Recorded data:
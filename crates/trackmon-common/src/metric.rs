use std::fmt;
use std::str::FromStr;

use hmac::{Hmac, Mac};
use serde::{Deserialize, Deserializer, Serialize};
use sha2::Sha256;

#[derive(Debug, Clone, Copy, PartialEq, Eq, thiserror::Error)]
pub enum MetricError {
    #[error("no such metric type")]
    NoSuchMetricType,
    #[error("signing key is too short")]
    TooShortKey,
    #[error("metric carries no value for its type")]
    MissingValue,
}

#[derive(Debug, Clone, Copy, PartialEq, Eq, Hash, Serialize, Deserialize)]
#[serde(rename_all = "lowercase")]
pub enum MetricKind {
    Counter,
    Gauge,
}

impl fmt::Display for MetricKind {
    fn fmt(&self, f: &mut fmt::Formatter<'_>) -> fmt::Result {
        match self {
            MetricKind::Counter => write!(f, "counter"),
            MetricKind::Gauge => write!(f, "gauge"),
        }
    }
}

impl FromStr for MetricKind {
    type Err = MetricError;

    fn from_str(s: &str) -> Result<Self, Self::Err> {
        match s {
            "counter" => Ok(MetricKind::Counter),
            "gauge" => Ok(MetricKind::Gauge),
            _ => Err(MetricError::NoSuchMetricType),
        }
    }
}

/// Universal metric record exchanged between agent, server, and storage.
///
/// Exactly one of `delta`/`value` is populated, matching `kind`; the JSON
/// shape omits the inactive field entirely. `hash` is the lowercase hex
/// HMAC-SHA256 over the canonical string and is only present when a
/// signing key is in play.
#[derive(Debug, Clone, PartialEq, Serialize)]
pub struct Metric {
    pub id: String,
    #[serde(rename = "type")]
    pub kind: MetricKind,
    #[serde(skip_serializing_if = "Option::is_none")]
    pub delta: Option<i64>,
    #[serde(skip_serializing_if = "Option::is_none")]
    pub value: Option<f64>,
    #[serde(skip_serializing_if = "String::is_empty")]
    pub hash: String,
}

// The decoder reads the `type` tag first and keeps only the matching
// numeric field; unknown tags are rejected.
impl<'de> Deserialize<'de> for Metric {
    fn deserialize<D>(deserializer: D) -> Result<Self, D::Error>
    where
        D: Deserializer<'de>,
    {
        #[derive(Deserialize)]
        struct Raw {
            id: String,
            #[serde(rename = "type")]
            kind: String,
            delta: Option<i64>,
            value: Option<f64>,
            #[serde(default)]
            hash: String,
        }

        let raw = Raw::deserialize(deserializer)?;
        let kind = raw.kind.parse::<MetricKind>().map_err(serde::de::Error::custom)?;
        let (delta, value) = match kind {
            MetricKind::Counter => (raw.delta, None),
            MetricKind::Gauge => (None, raw.value),
        };
        Ok(Metric {
            id: raw.id,
            kind,
            delta,
            value,
            hash: raw.hash,
        })
    }
}

impl Metric {
    pub fn counter(id: impl Into<String>, delta: i64) -> Self {
        Metric {
            id: id.into(),
            kind: MetricKind::Counter,
            delta: Some(delta),
            value: None,
            hash: String::new(),
        }
    }

    pub fn gauge(id: impl Into<String>, value: f64) -> Self {
        Metric {
            id: id.into(),
            kind: MetricKind::Gauge,
            delta: None,
            value: Some(value),
            hash: String::new(),
        }
    }

    /// Canonical string the MAC is computed over.
    ///
    /// Gauges are rendered with a fixed 6-decimal precision; the verifier
    /// must regenerate the exact same bytes, so this is the one and only
    /// float rendering used for signing.
    fn canonical(&self) -> Result<String, MetricError> {
        match self.kind {
            MetricKind::Counter => {
                let delta = self.delta.ok_or(MetricError::MissingValue)?;
                Ok(format!("{}:counter:{}", self.id, delta))
            }
            MetricKind::Gauge => {
                let value = self.value.ok_or(MetricError::MissingValue)?;
                Ok(format!("{}:gauge:{:.6}", self.id, value))
            }
        }
    }

    /// Computes the HMAC-SHA256 signature and stores it as lowercase hex.
    pub fn sign(&mut self, key: &[u8]) -> Result<(), MetricError> {
        if key.len() < 3 {
            return Err(MetricError::TooShortKey);
        }
        let src = self.canonical()?;
        let mut mac =
            Hmac::<Sha256>::new_from_slice(key).map_err(|_| MetricError::TooShortKey)?;
        mac.update(src.as_bytes());
        self.hash = hex::encode(mac.finalize().into_bytes());
        Ok(())
    }

    /// Re-signs a copy with `key` and compares the result against the
    /// carried hash.
    pub fn verify(&self, key: &[u8]) -> Result<bool, MetricError> {
        let mut probe = self.clone();
        probe.sign(key)?;
        Ok(probe.hash == self.hash)
    }

    /// Listing line: `"<kind> - <id> - <value>[ - <hash>]"`.
    pub fn string_full(&self) -> String {
        let mut out = match (self.kind, self.delta, self.value) {
            (MetricKind::Counter, Some(d), _) => format!("{} - {} - {}", self.kind, self.id, d),
            (MetricKind::Gauge, _, Some(v)) => format!("{} - {} - {}", self.kind, self.id, v),
            _ => format!("{} - {}", self.kind, self.id),
        };
        if !self.hash.is_empty() {
            out.push_str(" - ");
            out.push_str(&self.hash);
        }
        out
    }
}

// Bare value rendering; empty when the numeric field is absent.
impl fmt::Display for Metric {
    fn fmt(&self, f: &mut fmt::Formatter<'_>) -> fmt::Result {
        match self.kind {
            MetricKind::Counter => match self.delta {
                Some(d) => write!(f, "{d}"),
                None => Ok(()),
            },
            MetricKind::Gauge => match self.value {
                Some(v) => write!(f, "{v}"),
                None => Ok(()),
            },
        }
    }
}

#[cfg(test)]
mod tests {
    use super::*;

    #[test]
    fn counter_json_omits_value_and_hash() {
        let m = Metric::counter("PollCount", 3);
        let json = serde_json::to_string(&m).unwrap();
        assert_eq!(json, r#"{"id":"PollCount","type":"counter","delta":3}"#);
    }

    #[test]
    fn gauge_json_omits_delta() {
        let m = Metric::gauge("Alloc", 819632.0);
        let json = serde_json::to_value(&m).unwrap();
        assert_eq!(json["type"], "gauge");
        assert_eq!(json["value"], 819632.0);
        assert!(json.get("delta").is_none());
    }

    #[test]
    fn json_round_trip_preserves_fields() {
        let mut m = Metric::gauge("HeapSys", 1.5);
        m.sign(b"topSecret").unwrap();
        let json = serde_json::to_string(&m).unwrap();
        let back: Metric = serde_json::from_str(&json).unwrap();
        assert_eq!(back, m);
    }

    #[test]
    fn decode_rejects_unknown_type() {
        let err = serde_json::from_str::<Metric>(r#"{"id":"x","type":"histogram","value":1}"#)
            .unwrap_err();
        assert!(err.to_string().contains("no such metric type"));
    }

    #[test]
    fn decode_keeps_only_matching_numeric() {
        let m: Metric =
            serde_json::from_str(r#"{"id":"x","type":"counter","delta":2,"value":9.5}"#).unwrap();
        assert_eq!(m.delta, Some(2));
        assert_eq!(m.value, None);
    }

    #[test]
    fn decode_allows_absent_numeric() {
        // value queries carry only id and type
        let m: Metric = serde_json::from_str(r#"{"id":"x","type":"gauge"}"#).unwrap();
        assert_eq!(m.value, None);
        assert_eq!(m.to_string(), "");
    }

    #[test]
    fn sign_is_idempotent_and_key_sensitive() {
        let mut a = Metric::counter("x", 1);
        a.sign(b"topSecret").unwrap();
        let first = a.hash.clone();
        a.sign(b"topSecret").unwrap();
        assert_eq!(a.hash, first);
        assert!(a.verify(b"topSecret").unwrap());
        assert!(!a.verify(b"otherKey").unwrap());
    }

    #[test]
    fn sign_rejects_short_key() {
        let mut m = Metric::counter("x", 1);
        assert_eq!(m.sign(b"ab"), Err(MetricError::TooShortKey));
    }

    #[test]
    fn sign_requires_active_value() {
        let mut m = Metric::counter("x", 1);
        m.delta = None;
        assert_eq!(m.sign(b"topSecret"), Err(MetricError::MissingValue));
    }

    #[test]
    fn gauge_canonical_uses_fixed_precision() {
        // 1.5 and 1.50 must produce the same MAC
        let mut a = Metric::gauge("g", 1.5);
        let mut b = Metric::gauge("g", 1.50);
        a.sign(b"topSecret").unwrap();
        b.sign(b"topSecret").unwrap();
        assert_eq!(a.hash, b.hash);
    }

    #[test]
    fn rendering() {
        let c = Metric::counter("PollCount", 5);
        assert_eq!(c.to_string(), "5");
        assert_eq!(c.string_full(), "counter - PollCount - 5");

        let mut g = Metric::gauge("Alloc", 0.5);
        g.hash = "abc".to_string();
        assert_eq!(g.to_string(), "0.5");
        assert_eq!(g.string_full(), "gauge - Alloc - 0.5 - abc");
    }

    #[test]
    fn kind_parses_and_displays() {
        assert_eq!("counter".parse::<MetricKind>().unwrap(), MetricKind::Counter);
        assert_eq!("gauge".parse::<MetricKind>().unwrap(), MetricKind::Gauge);
        assert_eq!(
            "histogram".parse::<MetricKind>().unwrap_err(),
            MetricError::NoSuchMetricType
        );
        assert_eq!(MetricKind::Gauge.to_string(), "gauge");
    }
}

Description of the task: Going through the listing, tally each line that contains "verify", then state the total with no other text.

Response below: 3